● Problem requirements
In full and without edits, write out the data that follows.

● Provided material

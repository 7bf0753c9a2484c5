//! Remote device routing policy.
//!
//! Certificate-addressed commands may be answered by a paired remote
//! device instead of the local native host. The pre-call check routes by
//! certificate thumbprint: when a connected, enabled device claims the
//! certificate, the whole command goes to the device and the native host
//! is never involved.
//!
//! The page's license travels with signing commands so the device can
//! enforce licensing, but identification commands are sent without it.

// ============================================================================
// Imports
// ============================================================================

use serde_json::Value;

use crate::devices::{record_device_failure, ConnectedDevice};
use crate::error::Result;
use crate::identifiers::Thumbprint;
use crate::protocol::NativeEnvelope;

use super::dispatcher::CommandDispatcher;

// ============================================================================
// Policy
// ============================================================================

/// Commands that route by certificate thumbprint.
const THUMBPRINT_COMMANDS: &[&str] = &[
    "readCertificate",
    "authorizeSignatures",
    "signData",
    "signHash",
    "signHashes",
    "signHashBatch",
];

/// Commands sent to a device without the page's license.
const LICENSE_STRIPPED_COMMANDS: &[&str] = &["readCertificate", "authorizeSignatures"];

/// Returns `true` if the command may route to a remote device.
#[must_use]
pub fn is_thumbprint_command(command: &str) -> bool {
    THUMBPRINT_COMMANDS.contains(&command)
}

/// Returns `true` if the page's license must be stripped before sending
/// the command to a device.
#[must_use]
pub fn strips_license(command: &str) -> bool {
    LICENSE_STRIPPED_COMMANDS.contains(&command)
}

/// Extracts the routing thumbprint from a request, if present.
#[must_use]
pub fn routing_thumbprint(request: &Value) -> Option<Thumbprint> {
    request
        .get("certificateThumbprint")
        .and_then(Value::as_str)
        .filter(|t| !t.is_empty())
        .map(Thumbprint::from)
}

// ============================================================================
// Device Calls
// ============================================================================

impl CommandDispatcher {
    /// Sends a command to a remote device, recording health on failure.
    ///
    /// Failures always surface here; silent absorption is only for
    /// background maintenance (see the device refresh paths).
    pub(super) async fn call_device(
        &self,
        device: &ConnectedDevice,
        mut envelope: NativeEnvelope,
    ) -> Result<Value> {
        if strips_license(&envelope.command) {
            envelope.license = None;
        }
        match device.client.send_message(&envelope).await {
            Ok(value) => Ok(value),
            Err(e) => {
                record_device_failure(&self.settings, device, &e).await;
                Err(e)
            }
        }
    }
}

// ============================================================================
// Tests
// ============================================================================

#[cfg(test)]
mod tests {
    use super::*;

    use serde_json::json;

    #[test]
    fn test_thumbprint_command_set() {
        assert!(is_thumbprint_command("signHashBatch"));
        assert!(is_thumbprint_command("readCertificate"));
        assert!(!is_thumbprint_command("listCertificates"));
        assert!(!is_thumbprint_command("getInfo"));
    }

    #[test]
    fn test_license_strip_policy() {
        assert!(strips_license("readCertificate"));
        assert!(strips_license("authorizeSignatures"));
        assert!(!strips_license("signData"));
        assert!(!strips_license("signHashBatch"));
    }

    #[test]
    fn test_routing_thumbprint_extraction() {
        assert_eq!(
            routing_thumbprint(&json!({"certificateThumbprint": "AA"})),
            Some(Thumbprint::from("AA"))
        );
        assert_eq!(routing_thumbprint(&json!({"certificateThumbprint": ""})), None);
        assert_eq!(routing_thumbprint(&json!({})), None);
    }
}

● Task solution
repository 7bf0753c9a2484c5
//! Remote device routing policy.
//!
//! Certificate-addressed commands may be answered by a paired remote
//! device instead of the local native host. The pre-call check routes by
//! certificate thumbprint: when a connected, enabled device claims the
//! certificate, the whole command goes to the device and the native host
//! is never involved.
//!
//! The page's license travels with signing commands so the device can
//! enforce licensing, but identification commands are sent without it.

// ============================================================================
// Imports
// ============================================================================

use serde_json::Value;

use crate::devices::{record_device_failure, ConnectedDevice};
use crate::error::Result;
use crate::identifiers::Thumbprint;
use crate::protocol::NativeEnvelope;

use super::dispatcher::CommandDispatcher;

// ============================================================================
// Policy
// ============================================================================

/// Commands that route by certificate thumbprint.
const THUMBPRINT_COMMANDS: &[&str] = &[
    "readCertificate",
    "authorizeSignatures",
    "signData",
    "signHash",
    "signHashes",
    "signHashBatch",
];

/// Commands sent to a device without the page's license.
const LICENSE_STRIPPED_COMMANDS: &[&str] = &["readCertificate", "authorizeSignatures"];

/// Returns `true` if the command may route to a remote device.
#[must_use]
pub fn is_thumbprint_command(command: &str) -> bool {
    THUMBPRINT_COMMANDS.contains(&command)
}

/// Returns `true` if the page's license must be stripped before sending
/// the command to a device.
#[must_use]
pub fn strips_license(command: &str) -> bool {
    LICENSE_STRIPPED_COMMANDS.contains(&command)
}

/// Extracts the routing thumbprint from a request, if present.
#[must_use]
pub fn routing_thumbprint(request: &Value) -> Option<Thumbprint> {
    request
        .get("certificateThumbprint")
        .and_then(Value::as_str)
        .filter(|t| !t.is_empty())
        .map(Thumbprint::from)
}

// ============================================================================
// Device Calls
// ============================================================================

impl CommandDispatcher {
    /// Sends a command to a remote device, recording health on failure.
    ///
    /// Failures always surface here; silent absorption is only for
    /// background maintenance (see the device refresh paths).
    pub(super) async fn call_device(
        &self,
        device: &ConnectedDevice,
        mut envelope: NativeEnvelope,
    ) -> Result<Value> {
        if strips_license(&envelope.command) {
            envelope.license = None;
        }
        match device.client.send_message(&envelope).await {
            Ok(value) => Ok(value),
            Err(e) => {
                record_device_failure(&self.settings, device, &e).await;
                Err(e)
            }
        }
    }
}

// ============================================================================
// Tests
// ============================================================================

#[cfg(test)]
mod tests {
    use super::*;

    use serde_json::json;

    #[test]
    fn test_thumbprint_command_set() {
        assert!(is_thumbprint_command("signHashBatch"));
        assert!(is_thumbprint_command("readCertificate"));
        assert!(!is_thumbprint_command("listCertificates"));
        assert!(!is_thumbprint_command("getInfo"));
    }

    #[test]
    fn test_license_strip_policy() {
        assert!(strips_license("readCertificate"));
        assert!(strips_license("authorizeSignatures"));
        assert!(!strips_license("signData"));
        assert!(!strips_license("signHashBatch"));
    }

    #[test]
    fn test_routing_thumbprint_extraction() {
        assert_eq!(
            routing_thumbprint(&json!({"certificateThumbprint": "AA"})),
            Some(Thumbprint::from("AA"))
        );
        assert_eq!(routing_thumbprint(&json!({"certificateThumbprint": ""})), None);
        assert_eq!(routing_thumbprint(&json!({})), None);
    }
}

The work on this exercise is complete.